#### Directions
Below are entries; output exactly the lines from the one with "let subscriber = FmtSubscriber::builder()" to the one with "pub struct InvoiceRecord", both included, and nothing else.

#### Records
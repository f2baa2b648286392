//! Terminal front-end for the conversational invoice assistant.

mod commands;

use clap::{Parser, Subcommand};
use tracing::Level;
use tracing_subscriber::FmtSubscriber;

use commands::{chat, config, process};

/// FacBot - Digitize invoices by chatting with an assistant
#[derive(Parser)]
#[command(name = "facbot")]
#[command(author, version, about, long_about = None)]
struct Cli {
    /// Enable verbose output
    #[arg(short, long, action = clap::ArgAction::Count)]
    verbose: u8,

    /// Path to config file
    #[arg(short, long, global = true)]
    config: Option<String>,

    #[command(subcommand)]
    command: Commands,
}

#[derive(Subcommand)]
enum Commands {
    /// Start an interactive conversation
    Chat(chat::ChatArgs),

    /// Process a set of invoice PDFs and export their line items
    Process(process::ProcessArgs),

    /// Manage configuration
    Config(config::ConfigArgs),
}

#[tokio::main]
async fn main() -> anyhow::Result<()> {
    let cli = Cli::parse();

    let level = match cli.verbose {
        0 => Level::WARN,
        1 => Level::INFO,
        2 => Level::DEBUG,
        _ => Level::TRACE,
    };

    let subscriber = FmtSubscriber::builder()
        .with_max_level(level)
        .with_target(false)
        .with_writer(std::io::stderr)
        .finish();

    tracing::subscriber::set_global_default(subscriber)?;

    match cli.command {
        Commands::Chat(args) => chat::run(args, cli.config.as_deref()).await,
        Commands::Process(args) => process::run(args, cli.config.as_deref()).await,
        Commands::Config(args) => config::run(args, cli.config.as_deref()).await,
    }
}
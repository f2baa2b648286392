//! Invoice header records and denormalized line-item rows.

use indexmap::IndexMap;
use serde::{Deserialize, Serialize};

/// Ordered field name → value mapping.
pub type Fields = IndexMap<String, String>;

/// Field names used in assistant replies and exported rows.
pub mod fields {
    pub const DATE: &str = "Fecha";
    pub const INVOICE_NUMBER: &str = "Número de Factura";
    pub const ISSUER_TAX_ID: &str = "CUIT Emisor";
    pub const CUSTOMER: &str = "Cliente";
    pub const TOTAL: &str = "Importe Total";
    pub const VAT: &str = "IVA";
    pub const PRODUCTS: &str = "Detalle de Productos";

    /// Row column carrying the header's `Importe Total`.
    pub const INVOICE_TOTAL: &str = "Importe Total Factura";

    pub const DESCRIPTION: &str = "Descripción";
    pub const QUANTITY: &str = "Cantidad";
    pub const UNIT_PRICE: &str = "Precio Unitario";
    pub const SUBTOTAL: &str = "Subtotal";

    /// Single key of a fallback record.
    pub const RAW: &str = "Datos";

    /// Description of the synthetic row emitted for invoices without products.
    pub const GENERAL_INFO: &str = "Información general";

    /// Header keys recognized in a reply, in template order.
    pub const HEADER: [&str; 6] = [DATE, INVOICE_NUMBER, ISSUER_TAX_ID, CUSTOMER, TOTAL, VAT];
}

/// One invoice as understood from one assistant reply.
#[derive(Debug, Clone, Default, PartialEq, Serialize, Deserialize)]
pub struct InvoiceRecord {
    /// Recognized header fields, in reply order.
    pub header: Fields,

    /// Product sub-records with their keys copied verbatim.
    #[serde(default, skip_serializing_if = "Vec::is_empty")]
    pub products: Vec<Fields>,

    /// Set when the reply could not be structured.
    #[serde(default)]
    pub fallback: bool,
}

impl InvoiceRecord {
    /// Record holding only the raw reply text.
    pub fn fallback(raw: impl Into<String>) -> Self {
        let mut header = Fields::new();
        header.insert(fields::RAW.to_string(), raw.into());
        Self {
            header,
            products: Vec::new(),
            fallback: true,
        }
    }

    /// Header value, or the empty string when absent.
    pub fn get(&self, key: &str) -> &str {
        self.header.get(key).map(String::as_str).unwrap_or("")
    }

    /// Raw text of a fallback record.
    pub fn raw_text(&self) -> Option<&str> {
        if self.fallback {
            self.header.get(fields::RAW).map(String::as_str)
        } else {
            None
        }
    }

    /// Denormalize the header onto every product row.
    ///
    /// Always yields at least one row: a record without products becomes a
    /// single "Información general" row whose subtotal is the invoice total.
    pub fn line_items(&self) -> Vec<LineItemRow> {
        if self.products.is_empty() {
            let mut row = self.header_columns();
            row.insert(fields::DESCRIPTION.to_string(), fields::GENERAL_INFO.to_string());
            row.insert(fields::SUBTOTAL.to_string(), self.get(fields::TOTAL).to_string());
            if let Some(raw) = self.raw_text() {
                row.insert(fields::RAW.to_string(), raw.to_string());
            }
            return vec![LineItemRow(row)];
        }

        self.products
            .iter()
            .map(|product| {
                let mut row = self.header_columns();
                for (key, value) in product {
                    row.insert(key.clone(), value.clone());
                }
                LineItemRow(row)
            })
            .collect()
    }

    fn header_columns(&self) -> Fields {
        let mut row = Fields::new();
        for (column, source) in [
            (fields::DATE, fields::DATE),
            (fields::INVOICE_NUMBER, fields::INVOICE_NUMBER),
            (fields::ISSUER_TAX_ID, fields::ISSUER_TAX_ID),
            (fields::CUSTOMER, fields::CUSTOMER),
            (fields::INVOICE_TOTAL, fields::TOTAL),
            (fields::VAT, fields::VAT),
        ] {
            row.insert(column.to_string(), self.get(source).to_string());
        }
        row
    }
}

/// A product row with the invoice header copied onto it.
#[derive(Debug, Clone, Default, PartialEq, Serialize, Deserialize)]
#[serde(transparent)]
pub struct LineItemRow(pub Fields);

impl LineItemRow {
    /// Column value, if the row has that column.
    pub fn get(&self, column: &str) -> Option<&str> {
        self.0.get(column).map(String::as_str)
    }

    /// Column names in row order.
    pub fn columns(&self) -> impl Iterator<Item = &str> {
        self.0.keys().map(String::as_str)
    }

    /// Number of columns.
    pub fn len(&self) -> usize {
        self.0.len()
    }

    /// Whether the row has no columns.
    pub fn is_empty(&self) -> bool {
        self.0.is_empty()
    }
}
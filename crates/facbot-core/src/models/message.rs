//! Chat transcript entries.

use serde::{Deserialize, Serialize};

use crate::invoice::LineItemRow;

/// Author of a transcript entry.
#[derive(Debug, Clone, Copy, PartialEq, Eq, Serialize, Deserialize)]
#[serde(rename_all = "snake_case")]
pub enum Role {
    /// The person using the front-end.
    User,
    /// The bot.
    Assistant,
}

/// A single entry in the chat transcript.
#[derive(Debug, Clone, PartialEq, Serialize, Deserialize)]
pub struct ChatMessage {
    /// Who wrote the message.
    pub role: Role,

    /// Message text.
    pub text: String,

    /// Avatar reference for the view layer.
    #[serde(skip_serializing_if = "Option::is_none")]
    pub avatar: Option<String>,

    /// Line items the message summarizes, rendered as a grid by the view.
    #[serde(default, skip_serializing_if = "Vec::is_empty")]
    pub table: Vec<LineItemRow>,
}

impl ChatMessage {
    /// A message typed by the user.
    pub fn user(text: impl Into<String>) -> Self {
        Self {
            role: Role::User,
            text: text.into(),
            avatar: None,
            table: Vec::new(),
        }
    }

    /// A message written by the bot.
    pub fn assistant(text: impl Into<String>, avatar: Option<String>) -> Self {
        Self {
            role: Role::Assistant,
            text: text.into(),
            avatar,
            table: Vec::new(),
        }
    }

    /// Attach a line-item table to the message.
    pub fn with_table(mut self, rows: Vec<LineItemRow>) -> Self {
        self.table = rows;
        self
    }
}
impl<A: Assistant, X: TextExtractor> ConversationController<A, X> {
    /// Create a controller over the given collaborators.
    pub fn new(assistant: A, extractor: X, exporter: ExportService, chat: ChatConfig) -> Self {
        Self {
            assistant,
            extractor,
            parser: ResponseParser::new(),
            exporter,
            chat,
        }
    }

    /// The assistant this controller talks to.
    pub fn assistant(&self) -> &A {
        &self.assistant
    }

    /// A fresh session greeting with this controller's configuration.
    pub fn new_session(&self) -> Session {
        Session::from_config(&self.chat)
    }

    /// Run one turn per queued event, in arrival order.
    pub async fn process_pending(&self, session: &mut Session) -> Vec<TurnReport> {
        let mut reports = Vec::with_capacity(session.pending_events());
        while let Some(envelope) = session.inbox.pop() {
            reports.push(self.handle(session, envelope).await);
        }
        reports
    }

    /// Run the turn for a single envelope.
    ///
    /// An envelope whose id was already consumed is reported as
    /// [`TurnOutcome::Duplicate`] and has no effect. An id this session
    /// never issued is [`TurnOutcome::Rejected`].
    pub async fn handle(&self, session: &mut Session, envelope: Envelope) -> TurnReport {
        let mut report = TurnReport::new(envelope.id);

        if !session.inbox.is_issued(envelope.id) {
            warn!("Event {} was not issued by this session", envelope.id);
            report.outcome = TurnOutcome::Rejected;
            return report;
        }
        if !session.inbox.mark_consumed(envelope.id) {
            debug!("Event {} already consumed, skipping", envelope.id);
            report.outcome = TurnOutcome::Duplicate;
            return report;
        }

        let span = info_span!("turn", id = envelope.id.get(), kind = envelope.event.kind());
        async {
            match envelope.event {
                Event::FileUploaded { file_name, bytes } => {
                    self.on_upload(session, &file_name, &bytes, &mut report).await
                }
                Event::ChatMessageSubmitted(text) => {
                    self.on_chat(session, &text, &mut report).await
                }
                Event::ButtonActivated(button) => self.on_button(session, button, &mut report),
            }
            info!(
                outcome = ?report.outcome,
                phase = ?session.phase,
                invoices = session.store.len(),
                "Turn complete"
            );
        }
        .instrument(span)
        .await;

        report
    }

    async fn on_upload(
        &self,
        session: &mut Session,
        file_name: &str,
        bytes: &[u8],
        report: &mut TurnReport,
    ) {
        if !session.upload_enabled() {
            report.reject("Elige \"Agregar otra factura\" antes de subir otro archivo.");
            return;
        }

        let text = match self.extractor.extract(bytes) {
            Ok(text) => text,
            Err(e) => {
                warn!("Could not read {}: {}", file_name, e);
                report.notice(
                    NoticeLevel::Error,
                    format!("No se pudo leer el PDF {}: {}", file_name, e),
                );
                return;
            }
        };
        debug!("Extracted {} chars from {}", text.len(), file_name);

        match self.assistant.extract_invoice(&text).await {
            Ok(reply) => {
                let parsed = self.parser.parse(&reply);
                let rows = session.store.append(parsed.record).to_vec();

                let message = match parsed.warning {
                    None => self.bot(MSG_ANALYZED).with_table(rows),
                    Some(warning) => {
                        warn!("Reply for {} not structured: {}", file_name, warning);
                        report.notice(
                            NoticeLevel::Warning,
                            format!("No se pudo extraer JSON estructurado: {}", warning),
                        );
                        self.bot(format!("{}\n\n{}", MSG_UNSTRUCTURED, reply))
                    }
                };
                session.push_message(message);
            }
            Err(e) => {
                error!("Extraction request for {} failed: {}", file_name, e);
                session.store.append(InvoiceRecord::fallback(e.to_string()));
                report.notice(NoticeLevel::Error, format!("Error: {}", e));
                session.push_message(
                    self.bot(format!("Ocurrió un error al procesar la factura: {}", e)),
                );
            }
        }

        session.phase = Phase::AwaitingContinueDecision;
    }

    async fn on_chat(&self, session: &mut Session, text: &str, report: &mut TurnReport) {
        let text = text.trim();
        if text.is_empty() {
            report.outcome = TurnOutcome::Rejected;
            return;
        }

        session.push_message(ChatMessage::user(text));

        if session.phase == Phase::AwaitingContinueDecision && self.chat.keyword_decisions {
            if self.is_affirmative(text) {
                debug!("Free-text answer read as: add another");
                self.add_another(session);
            } else {
                debug!("Free-text answer read as: finish");
                self.finish(session, report);
            }
            return;
        }

        match self.assistant.chat(text).await {
            Ok(reply) => session.push_message(self.bot(reply)),
            Err(e) => {
                error!("Chat request failed: {}", e);
                report.notice(NoticeLevel::Error, format!("Error: {}", e));
            }
        }
    }

    fn on_button(&self, session: &mut Session, button: ButtonId, report: &mut TurnReport) {
        if !session.available_actions().contains(&button) {
            report.reject(format!("\"{}\" no está disponible ahora.", button.label()));
            return;
        }

        match button {
            ButtonId::AddAnother => self.add_another(session),
            ButtonId::FinishExport => self.finish(session, report),
            ButtonId::ResetSession => {
                info!("Resetting session");
                session.reset();
                report.notice(NoticeLevel::Info, "Sesión reiniciada.");
            }
        }
    }

    fn add_another(&self, session: &mut Session) {
        session.push_message(self.bot(MSG_ADD_ANOTHER));
        session.phase = Phase::Idle;
    }

    fn finish(&self, session: &mut Session, report: &mut TurnReport) {
        session.phase = Phase::Finished;
        session.export = None;

        let rows = session.store.line_items().to_vec();
        match self.exporter.export(&rows) {
            Ok(result) => {
                if let Some(e) = &result.spreadsheet_error {
                    report.notice(
                        NoticeLevel::Error,
                        format!("No se pudo generar el archivo Excel: {}", e),
                    );
                }
                let text = match result.artifact.format {
                    ExportFormat::Xlsx => MSG_EXPORT_XLSX,
                    ExportFormat::Csv => MSG_EXPORT_CSV,
                };
                info!(
                    "Exported {} rows as {}",
                    result.artifact.rows, result.artifact.file_name
                );
                session.push_message(self.bot(text).with_table(rows));
                session.export = Some(result.artifact);
            }
            Err(e) => {
                error!("Export failed: {}", e);
                report.notice(NoticeLevel::Error, format!("No se pudo exportar: {}", e));
            }
        }
    }

    fn is_affirmative(&self, text: &str) -> bool {
        let text = text.to_lowercase();
        self.chat
            .affirmative_keywords
            .iter()
            .any(|keyword| text.contains(&keyword.to_lowercase()))
    }

    fn bot(&self, text: impl Into<String>) -> ChatMessage {
        ChatMessage::assistant(text, self.chat.avatar.clone())
    }
}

#### Response area
    let subscriber = FmtSubscriber::builder()
        .with_max_level(level)
        .with_target(false)
        .with_writer(std::io::stderr)
        .finish();

    tracing::subscriber::set_global_default(subscriber)?;

    match cli.command {
        Commands::Chat(args) => chat::run(args, cli.config.as_deref()).await,
        Commands::Process(args) => process::run(args, cli.config.as_deref()).await,
        Commands::Config(args) => config::run(args, cli.config.as_deref()).await,
    }
}
repository f2baa2b648286392
//! Invoice header records and denormalized line-item rows.

use indexmap::IndexMap;
use serde::{Deserialize, Serialize};

/// Ordered field name → value mapping.
pub type Fields = IndexMap<String, String>;

/// Field names used in assistant replies and exported rows.
pub mod fields {
    pub const DATE: &str = "Fecha";
    pub const INVOICE_NUMBER: &str = "Número de Factura";
    pub const ISSUER_TAX_ID: &str = "CUIT Emisor";
    pub const CUSTOMER: &str = "Cliente";
    pub const TOTAL: &str = "Importe Total";
    pub const VAT: &str = "IVA";
    pub const PRODUCTS: &str = "Detalle de Productos";

    /// Row column carrying the header's `Importe Total`.
    pub const INVOICE_TOTAL: &str = "Importe Total Factura";

    pub const DESCRIPTION: &str = "Descripción";
    pub const QUANTITY: &str = "Cantidad";
    pub const UNIT_PRICE: &str = "Precio Unitario";
    pub const SUBTOTAL: &str = "Subtotal";

    /// Single key of a fallback record.
    pub const RAW: &str = "Datos";

    /// Description of the synthetic row emitted for invoices without products.
    pub const GENERAL_INFO: &str = "Información general";

    /// Header keys recognized in a reply, in template order.
    pub const HEADER: [&str; 6] = [DATE, INVOICE_NUMBER, ISSUER_TAX_ID, CUSTOMER, TOTAL, VAT];
}

/// One invoice as understood from one assistant reply.
#[derive(Debug, Clone, Default, PartialEq, Serialize, Deserialize)]
pub struct InvoiceRecord {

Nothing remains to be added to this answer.